São Paulo (SP) – O procurador-geral de Justiça de São Paulo, Paulo Sérgio da Costa, determinou que a investigação sobre a morte do ambulante senegalês Ngange Mbaye seja retomada. O refugiado foi morto por um policial militar em abril do ano passado, durante uma ação da Operação Delegada na região do Brás, no centro da capital paulista.
A Justiça havia arquivado o processo em fevereiro deste ano, acolhendo o pedido do promotor Lucas de Mello Schaefer, que defendeu a tese de legítima defesa. Na ocasião, o representante do Ministério Público argumentou que o uso de força contra agentes estatais seria uma conduta “reprovável”, mesmo diante da reação do ambulante ao tentar proteger suas mercadorias durante a abordagem.
Mbaye foi atingido no abdome por um tiro após um confronto em que, segundo o boletim de ocorrência, ele teria utilizado uma barra de ferro. O caso gerou indignação internacional e protestos contra a violência policial. A ministra de Integração Africana do Senegal, Yassine Fall, chegou a cobrar explicações do governo brasileiro, enquanto entidades de direitos humanos levaram a denúncia à Comissão Interamericana da OEA.

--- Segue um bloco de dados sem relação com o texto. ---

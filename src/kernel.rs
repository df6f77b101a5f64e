//! The kernel proper: task table ownership, task creation, and the
//! launch / yield entry points tying the scheduler to the hardware.

use crate::arch;
use crate::err::CreateError;
use crate::sched;
use crate::task::{TaskId, TaskTable};
use core::sync::atomic::{AtomicUsize, Ordering};

/// Abstraction over the periodic system tick timer driving preemption.
pub trait SystemTimer {
    /// Configures the timer to raise an interrupt every `reload` core
    /// clock cycles, counting down from `reload`, and starts it.
    fn start(&mut self, reload: u32);
}

/// Abstraction over the pendable service call used to request a
/// context switch from ordinary (non-fault, non-reset) code.
pub trait PendableService {
    /// Marks a context switch as pending. Takes effect once the
    /// currently running exception handler, if any, returns, at the
    /// lowest interrupt priority in the system (see the design notes on
    /// priority configuration).
    fn pend(&mut self);
}

/// Index of the task currently selected to run, and the number of tasks
/// created so far. These live at file scope rather than inside [`Kernel`]
/// because the architecture's `PendSV` and `SVCall` handlers are bare
/// functions invoked directly by the processor, with no `Kernel` value to
/// call methods on -- they read and write these statics the same way the
/// reference kernel's handlers reach a file-scope "current task" pointer.
pub(crate) static CURRENT_TASK: AtomicUsize = AtomicUsize::new(0);
pub(crate) static TASK_COUNT: AtomicUsize = AtomicUsize::new(0);

/// The task table, for the same reason kept outside `Kernel`:
/// [`crate::arch::init_stack`] and the context-switch handlers reach
/// individual tasks' `stack_ptr` fields directly, without a `Kernel`
/// reference in hand.
///
/// # Safety
/// Mutated only before [`Kernel::launch`] (by [`Kernel::create`], which
/// takes `&mut Kernel` and thus cannot race another `create`) and by the
/// architecture's exception handlers afterward, which never preempt each
/// other or run concurrently with kernel setup code.
pub(crate) static mut TASK_TABLE: TaskTable = TaskTable::new();

/// The kernel itself: the task table plus the two peripherals it needs to
/// drive scheduling, the system tick timer and the pendable service call.
pub struct Kernel<T: SystemTimer, P: PendableService> {
    timer: T,
    pendsv: P,
    launched: bool,
}

impl<T: SystemTimer, P: PendableService> Kernel<T, P> {
    /// Binds a kernel to the given timer and pendable-service peripherals,
    /// with the task table and current-task index reset to empty. Must be
    /// called before any task is created. Call [`Kernel::create`] to
    /// populate tasks and [`Kernel::launch`] to start running them.
    pub fn init(timer: T, pendsv: P) -> Self {
        CURRENT_TASK.store(0, Ordering::Relaxed);
        TASK_COUNT.store(0, Ordering::Relaxed);
        Kernel {
            timer,
            pendsv,
            launched: false,
        }
    }

    /// Runs the arming sequence (unlock, prescaler, reload, start) on a
    /// hardware watchdog.
    ///
    /// # Precondition
    /// Must be called after the system-monitor task has been created
    /// ([`watchdog::MonitorTask`]) and before [`Kernel::launch`], so the
    /// monitor gets its first scheduling turn before the watchdog's
    /// reload period can elapse. Not enforced by this method; getting the
    /// order wrong resets the system on the next watchdog expiry, same as
    /// on real hardware.
    ///
    /// [`watchdog::MonitorTask`]: crate::watchdog::MonitorTask
    pub fn arm_watchdog<W: crate::watchdog::HardwareWatchdog>(
        &self,
        watchdog: &mut W,
        prescaler: u32,
        reload: u32,
    ) {
        assert!(!self.launched, "arm the watchdog before launch");
        watchdog.unlock();
        watchdog.set_prescaler(prescaler);
        watchdog.set_reload(reload);
        watchdog.start();
    }

    /// Creates a new task with the given entry point and name.
    ///
    /// `priority` is accepted and stored nowhere: this scheduler is a
    /// plain round-robin ring and does not use it (see Non-goals). It
    /// stays in the signature so code ported from a priority-aware
    /// kernel doesn't need its call sites rewritten.
    ///
    /// # Panics
    /// Panics if called after [`Kernel::launch`]; the task table is only
    /// ever populated before the kernel starts running tasks.
    pub fn create(
        &mut self,
        entry: extern "C" fn() -> !,
        name: &str,
        _priority: u8,
    ) -> Result<TaskId, CreateError> {
        assert!(!self.launched, "cannot create a task after launch");
        // Safety: single-threaded, pre-launch; no ISR or other task runs
        // concurrently with kernel setup code at this point.
        let table = unsafe { &mut TASK_TABLE };
        let id = table.insert(name).ok_or(CreateError::CapacityExhausted)?;
        let index = id.index();
        let stack = table.stack_mut(index);
        let stack_ptr = arch::init_stack(&mut stack.0, entry);
        table.get_mut(index).stack_ptr = stack_ptr;
        TASK_COUNT.store(index + 1, Ordering::Relaxed);
        arch::on_task_created(index, entry);
        klog!("created task '{}' in slot {}", name, index);
        Ok(id)
    }

    /// Arms the pendable-service handler, starts the system tick timer,
    /// and switches into the first created task. Never returns: once
    /// control passes to user tasks, it only comes back to kernel code
    /// through an interrupt or exception handler.
    ///
    /// # Panics
    /// Panics if no task has been created yet.
    pub fn launch(mut self, tick_reload: u32) -> ! {
        let task_count = TASK_COUNT.load(Ordering::Relaxed);
        assert!(task_count > 0, "launch() called with no tasks created");

        // Land on task 0 by asking the ordinary scheduler to select the
        // task after the last one -- the same trick the kernel this is
        // modeled on uses to share one code path between first launch and
        // steady-state switches, rather than special-casing the first
        // dispatch.
        let first = sched::select(task_count - 1, task_count);
        CURRENT_TASK.store(first, Ordering::Relaxed);

        self.timer.start(tick_reload);
        self.launched = true;
        klog!("launching task {}", first);
        // The first dispatch goes through the supervisor call, not the
        // pendable service call: there is no "previous task" context to
        // save yet, so this is a distinct code path from an ordinary
        // switch (see `arch::start_first_task`'s doc comment). `self.pendsv`
        // is only ever exercised afterward, by `yield_now`.
        arch::start_first_task()
    }
}

/// Computes the system tick's reload value for a given bus frequency and
/// scheduling quantum, using the same formula the original kernel's
/// `os_launch` uses: `(bus_frequency_hz / 1000) * quantum_ms - 1`, the
/// down-counter value that makes the tick fire once every `quantum_ms`
/// milliseconds.
///
/// Bus frequency is a board bring-up concern (clock tree configuration is
/// out of scope for this crate, see the module docs), so this is a plain
/// function rather than something [`Kernel::launch`] computes itself --
/// the caller passes in its board's bus frequency and feeds the result to
/// [`Kernel::launch`] as `tick_reload`.
///
/// # Panics
/// Per the design notes' open question, the original does not clamp: for
/// a `quantum_ms` large enough that the product doesn't fit the system
/// tick's 24-bit reload register, or with `quantum_ms == 0`, this is
/// undefined behavior in the original and a debug-mode overflow panic
/// here, left unclamped deliberately rather than silently wrapping.
pub fn tick_reload(bus_frequency_hz: u32, quantum_ms: u32) -> u32 {
    (bus_frequency_hz / 1000) * quantum_ms - 1
}

/// Requests a voluntary context switch, yielding the remainder of this
/// task's time slice to the next task in the ring.
///
/// Returns once this task is selected to run again. Safe to call from any
/// task context. Calling it before [`Kernel::launch`] or from within an
/// interrupt handler is a precondition violation this kernel does not
/// check for.
pub fn yield_now() {
    arch::request_switch();
}

#[cfg(test)]
mod tests {
    use super::tick_reload;

    #[test]
    fn matches_the_original_formula() {
        // 168 MHz bus, 1ms quantum: a common STM32F407 configuration.
        assert_eq!(tick_reload(168_000_000, 1), 167_999);
    }

    #[test]
    fn ten_ms_quantum() {
        assert_eq!(tick_reload(168_000_000, 10), 1_679_999);
    }

    #[test]
    #[should_panic]
    fn zero_quantum_is_unclamped_and_panics() {
        tick_reload(168_000_000, 0);
    }
}
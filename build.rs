use std::env;
use std::fs::File;
use std::io::Write;
use std::path::PathBuf;

fn main() -> Result<(), Box<dyn std::error::Error>> {
    let target = env::var("TARGET").unwrap_or_default();
    if target.starts_with("thumb") {
        // Only the real embedded target needs the M-profile cfg and the
        // EXC_RETURN constant baked in; host builds (tests, the `sim`
        // backend) skip this entirely.
        build_util::expose_m_profile();

        let out = &PathBuf::from(env::var_os("OUT_DIR").unwrap());
        let mut const_file = File::create(out.join("consts.rs")).unwrap();

        // EXC_RETURN value that returns to thread mode, using the process
        // stack, with no floating-point state on the stack (this kernel
        // never saves FPU context; see Non-goals).
        writeln!(const_file, "pub const EXC_RETURN_CONST: u32 = 0xFFFF_FFFD;")
            .unwrap();
    }
    Ok(())
}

O Ministério dos Direitos Humanos e da Cidadania também pressionou por uma apuração rigorosa sobre a conduta dos envolvidos na operação. A morte de Mbaye expôs as tensões da Operação Delegada, convênio que permite a policiais militares de folga atuarem na fiscalização do comércio ambulante, levantando questionamentos sobre os protocolos adotados em abordagens na capital.